(Collected data)
──────

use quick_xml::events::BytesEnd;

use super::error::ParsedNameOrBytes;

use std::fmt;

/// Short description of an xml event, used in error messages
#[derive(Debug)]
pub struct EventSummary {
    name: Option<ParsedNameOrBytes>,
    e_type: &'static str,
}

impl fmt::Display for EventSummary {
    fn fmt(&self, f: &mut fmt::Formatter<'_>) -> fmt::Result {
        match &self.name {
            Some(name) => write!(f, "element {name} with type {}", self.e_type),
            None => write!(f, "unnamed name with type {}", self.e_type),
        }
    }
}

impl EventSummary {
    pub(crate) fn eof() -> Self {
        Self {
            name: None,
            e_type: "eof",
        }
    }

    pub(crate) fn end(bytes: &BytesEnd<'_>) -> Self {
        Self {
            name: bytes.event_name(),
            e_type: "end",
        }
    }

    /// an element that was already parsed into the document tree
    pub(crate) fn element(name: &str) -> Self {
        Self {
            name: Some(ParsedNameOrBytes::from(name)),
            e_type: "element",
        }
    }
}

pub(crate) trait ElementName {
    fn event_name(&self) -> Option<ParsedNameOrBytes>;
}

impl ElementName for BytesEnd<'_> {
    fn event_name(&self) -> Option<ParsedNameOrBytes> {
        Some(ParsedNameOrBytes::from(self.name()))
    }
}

──────

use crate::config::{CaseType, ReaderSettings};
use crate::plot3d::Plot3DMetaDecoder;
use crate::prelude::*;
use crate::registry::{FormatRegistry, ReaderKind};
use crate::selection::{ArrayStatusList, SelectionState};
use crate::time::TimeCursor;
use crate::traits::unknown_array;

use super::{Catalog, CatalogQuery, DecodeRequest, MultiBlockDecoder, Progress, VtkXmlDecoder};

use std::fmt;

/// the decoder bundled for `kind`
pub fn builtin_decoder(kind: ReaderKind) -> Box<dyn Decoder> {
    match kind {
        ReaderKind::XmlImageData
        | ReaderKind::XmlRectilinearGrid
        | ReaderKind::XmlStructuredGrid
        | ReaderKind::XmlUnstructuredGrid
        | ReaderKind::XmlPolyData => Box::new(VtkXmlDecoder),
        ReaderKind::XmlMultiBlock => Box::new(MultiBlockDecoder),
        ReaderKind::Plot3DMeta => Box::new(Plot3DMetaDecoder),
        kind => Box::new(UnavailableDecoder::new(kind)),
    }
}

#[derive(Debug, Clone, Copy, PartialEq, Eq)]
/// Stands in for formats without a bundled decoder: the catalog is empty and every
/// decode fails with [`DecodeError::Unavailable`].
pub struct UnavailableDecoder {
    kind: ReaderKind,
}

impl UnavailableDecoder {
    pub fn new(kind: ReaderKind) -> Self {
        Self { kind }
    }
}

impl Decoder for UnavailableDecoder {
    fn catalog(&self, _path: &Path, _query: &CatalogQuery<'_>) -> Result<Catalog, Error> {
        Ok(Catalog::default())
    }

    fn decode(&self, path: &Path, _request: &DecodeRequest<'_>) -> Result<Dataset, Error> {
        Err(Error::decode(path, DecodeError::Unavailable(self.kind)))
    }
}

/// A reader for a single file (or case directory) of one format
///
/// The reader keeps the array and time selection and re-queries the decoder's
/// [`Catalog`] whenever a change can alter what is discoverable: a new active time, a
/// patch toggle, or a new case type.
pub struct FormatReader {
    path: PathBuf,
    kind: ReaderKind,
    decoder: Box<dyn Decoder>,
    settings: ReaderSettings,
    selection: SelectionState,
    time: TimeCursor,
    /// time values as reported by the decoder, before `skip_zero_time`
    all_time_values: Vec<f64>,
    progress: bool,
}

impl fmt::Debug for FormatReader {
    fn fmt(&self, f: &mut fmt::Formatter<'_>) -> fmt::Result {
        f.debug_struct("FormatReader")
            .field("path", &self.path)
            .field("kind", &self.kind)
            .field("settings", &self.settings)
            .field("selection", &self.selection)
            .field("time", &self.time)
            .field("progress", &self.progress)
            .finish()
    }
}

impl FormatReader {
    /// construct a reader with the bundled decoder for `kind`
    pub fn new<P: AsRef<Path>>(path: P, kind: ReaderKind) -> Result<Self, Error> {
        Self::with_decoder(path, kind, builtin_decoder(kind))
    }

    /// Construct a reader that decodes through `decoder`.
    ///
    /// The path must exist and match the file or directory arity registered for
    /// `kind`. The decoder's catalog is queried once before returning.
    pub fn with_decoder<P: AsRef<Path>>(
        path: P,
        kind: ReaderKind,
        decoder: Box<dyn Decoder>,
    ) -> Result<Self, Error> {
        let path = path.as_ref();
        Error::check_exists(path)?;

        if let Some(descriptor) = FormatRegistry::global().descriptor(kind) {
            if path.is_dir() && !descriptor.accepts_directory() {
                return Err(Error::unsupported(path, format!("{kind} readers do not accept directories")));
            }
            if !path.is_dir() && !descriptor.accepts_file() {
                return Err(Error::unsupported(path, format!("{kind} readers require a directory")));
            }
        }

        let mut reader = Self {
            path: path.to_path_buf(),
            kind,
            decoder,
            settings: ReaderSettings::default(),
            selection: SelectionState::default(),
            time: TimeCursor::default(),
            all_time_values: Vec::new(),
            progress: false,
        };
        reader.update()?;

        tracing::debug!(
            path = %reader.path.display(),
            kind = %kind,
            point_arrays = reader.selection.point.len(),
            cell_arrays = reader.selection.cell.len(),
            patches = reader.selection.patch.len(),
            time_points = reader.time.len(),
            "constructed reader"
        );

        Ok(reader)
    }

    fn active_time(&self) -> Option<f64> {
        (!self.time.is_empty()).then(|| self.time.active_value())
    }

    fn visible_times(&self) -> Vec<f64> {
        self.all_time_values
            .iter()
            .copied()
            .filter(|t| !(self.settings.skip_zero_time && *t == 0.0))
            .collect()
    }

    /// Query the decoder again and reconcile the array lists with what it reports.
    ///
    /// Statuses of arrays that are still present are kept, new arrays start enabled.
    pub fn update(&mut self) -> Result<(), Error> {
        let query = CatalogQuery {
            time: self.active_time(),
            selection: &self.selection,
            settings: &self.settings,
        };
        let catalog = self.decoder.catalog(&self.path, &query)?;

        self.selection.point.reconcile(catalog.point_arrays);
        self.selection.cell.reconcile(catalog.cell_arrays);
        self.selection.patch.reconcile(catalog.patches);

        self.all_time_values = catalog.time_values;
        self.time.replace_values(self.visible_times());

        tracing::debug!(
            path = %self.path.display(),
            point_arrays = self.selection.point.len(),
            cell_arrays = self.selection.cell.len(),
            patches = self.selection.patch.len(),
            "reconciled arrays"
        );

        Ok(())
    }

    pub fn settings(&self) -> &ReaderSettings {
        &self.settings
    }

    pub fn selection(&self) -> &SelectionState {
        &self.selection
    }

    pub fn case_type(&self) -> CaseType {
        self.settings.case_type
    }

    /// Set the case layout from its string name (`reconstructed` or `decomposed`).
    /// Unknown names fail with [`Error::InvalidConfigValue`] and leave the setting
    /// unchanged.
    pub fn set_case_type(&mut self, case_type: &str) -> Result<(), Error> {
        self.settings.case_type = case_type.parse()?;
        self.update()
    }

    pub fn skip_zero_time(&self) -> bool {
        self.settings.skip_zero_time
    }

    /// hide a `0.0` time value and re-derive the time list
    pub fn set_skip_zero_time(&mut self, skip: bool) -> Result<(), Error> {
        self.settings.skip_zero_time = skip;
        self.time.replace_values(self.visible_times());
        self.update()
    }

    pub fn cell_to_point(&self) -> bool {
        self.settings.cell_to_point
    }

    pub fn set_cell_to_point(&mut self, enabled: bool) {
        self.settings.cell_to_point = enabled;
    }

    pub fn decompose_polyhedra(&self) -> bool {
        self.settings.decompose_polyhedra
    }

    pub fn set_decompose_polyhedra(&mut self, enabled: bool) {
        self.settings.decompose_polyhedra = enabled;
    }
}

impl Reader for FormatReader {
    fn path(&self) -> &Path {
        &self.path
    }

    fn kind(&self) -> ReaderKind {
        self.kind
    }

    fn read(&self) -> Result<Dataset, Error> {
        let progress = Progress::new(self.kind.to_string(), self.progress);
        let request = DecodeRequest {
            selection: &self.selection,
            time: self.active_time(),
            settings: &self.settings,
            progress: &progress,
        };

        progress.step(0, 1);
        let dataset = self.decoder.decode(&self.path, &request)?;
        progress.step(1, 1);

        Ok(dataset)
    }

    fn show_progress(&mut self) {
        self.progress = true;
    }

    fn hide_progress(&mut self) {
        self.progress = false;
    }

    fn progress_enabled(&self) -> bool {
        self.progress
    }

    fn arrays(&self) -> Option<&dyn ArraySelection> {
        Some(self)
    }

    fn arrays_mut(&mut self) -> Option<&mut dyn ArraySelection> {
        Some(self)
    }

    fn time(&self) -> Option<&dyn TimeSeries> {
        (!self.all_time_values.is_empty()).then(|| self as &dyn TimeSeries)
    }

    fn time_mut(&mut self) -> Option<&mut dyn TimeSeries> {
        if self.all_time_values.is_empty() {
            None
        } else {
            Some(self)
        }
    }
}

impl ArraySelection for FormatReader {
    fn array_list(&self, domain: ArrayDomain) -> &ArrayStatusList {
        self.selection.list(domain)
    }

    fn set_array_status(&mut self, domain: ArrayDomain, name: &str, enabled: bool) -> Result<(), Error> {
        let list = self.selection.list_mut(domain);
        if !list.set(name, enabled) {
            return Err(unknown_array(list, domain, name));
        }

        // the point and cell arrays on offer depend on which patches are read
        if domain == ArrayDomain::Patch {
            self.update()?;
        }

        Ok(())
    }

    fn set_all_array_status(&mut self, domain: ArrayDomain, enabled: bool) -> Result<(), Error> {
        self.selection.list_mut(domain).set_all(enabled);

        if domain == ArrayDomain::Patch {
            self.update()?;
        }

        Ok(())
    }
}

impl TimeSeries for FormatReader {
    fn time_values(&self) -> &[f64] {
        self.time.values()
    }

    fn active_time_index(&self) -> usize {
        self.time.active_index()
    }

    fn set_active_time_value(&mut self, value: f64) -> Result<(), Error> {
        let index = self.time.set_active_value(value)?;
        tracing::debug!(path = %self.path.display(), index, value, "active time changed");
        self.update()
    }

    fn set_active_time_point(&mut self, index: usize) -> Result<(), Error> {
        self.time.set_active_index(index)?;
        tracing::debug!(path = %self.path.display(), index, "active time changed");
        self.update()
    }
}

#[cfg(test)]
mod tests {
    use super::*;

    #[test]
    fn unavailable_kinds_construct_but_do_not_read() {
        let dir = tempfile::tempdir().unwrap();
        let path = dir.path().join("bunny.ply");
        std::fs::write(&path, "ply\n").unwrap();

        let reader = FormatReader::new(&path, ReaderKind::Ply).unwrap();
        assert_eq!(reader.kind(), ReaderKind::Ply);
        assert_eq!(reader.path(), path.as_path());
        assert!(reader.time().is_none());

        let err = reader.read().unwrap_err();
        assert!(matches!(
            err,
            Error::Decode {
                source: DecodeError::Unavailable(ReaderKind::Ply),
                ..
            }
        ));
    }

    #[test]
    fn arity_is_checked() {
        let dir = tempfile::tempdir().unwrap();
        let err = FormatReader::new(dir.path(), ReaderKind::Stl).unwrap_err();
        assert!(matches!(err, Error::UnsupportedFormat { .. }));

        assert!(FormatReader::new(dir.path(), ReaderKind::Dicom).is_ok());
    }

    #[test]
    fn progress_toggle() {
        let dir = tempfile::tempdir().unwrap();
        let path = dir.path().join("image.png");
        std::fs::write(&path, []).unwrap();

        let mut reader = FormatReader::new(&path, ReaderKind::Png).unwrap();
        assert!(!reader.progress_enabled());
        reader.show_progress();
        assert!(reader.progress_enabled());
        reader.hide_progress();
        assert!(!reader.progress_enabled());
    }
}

──────

• Exercise aim
Check each line above for the word "ElementName", and copy the lines where it appears.

• Response for this exercise
pub(crate) trait ElementName {
impl ElementName for BytesEnd<'_> {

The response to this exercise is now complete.